▸ **Exercise aim**: Transcribe the records from the line containing "pub mod domain;" onward, up to and including the final line, exactly and without anything else.

== Supplied records

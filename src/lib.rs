//! archdsl: a declarative builder engine for typed software architecture models.
//!
//! Nested closures declare a workspace and its elements; attribute calls
//! decorate whichever element is currently being built. Calls that are not
//! legal for the current element are recorded as diagnostics and the build
//! carries on, so a single run reports every defect.
//!
//! ```
//! use archdsl::eval::build;
//!
//! let design = build(|dsl| {
//!     dsl.workspace_described("Shop", "Online shop", |dsl| {
//!         dsl.version("1.0");
//!         dsl.enterprise("Acme");
//!         dsl.person("Customer", |dsl| {
//!             dsl.external();
//!         });
//!         dsl.software_system("Checkout", |dsl| {
//!             dsl.tag("critical", &["payments"]);
//!             dsl.url("https://example.com/checkout");
//!             dsl.properties(|dsl| dsl.prop("team", "red"));
//!         });
//!     });
//! })
//! .into_result()
//! .expect("valid design");
//!
//! assert_eq!(design.workspace().map(|ws| ws.name.as_str()), Some("Shop"));
//! assert_eq!(design.children(design.root()).len(), 2);
//! ```

pub mod config;
pub mod domain;
pub mod eval;
pub mod tree_traits;
pub mod util;

pub use config::Settings;
pub use domain::{DomainError, ElementKind, ErrorKind, Location, Node};
pub use eval::{build, build_with, BuildOutput, Design, DslArg, EvalError, Evaluator};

====

▸ **Task solution**:
pub mod domain;
pub mod eval;
pub mod tree_traits;
pub mod util;

pub use config::Settings;
pub use domain::{DomainError, ElementKind, ErrorKind, Location, Node};
pub use eval::{build, build_with, BuildOutput, Design, DslArg, EvalError, Evaluator};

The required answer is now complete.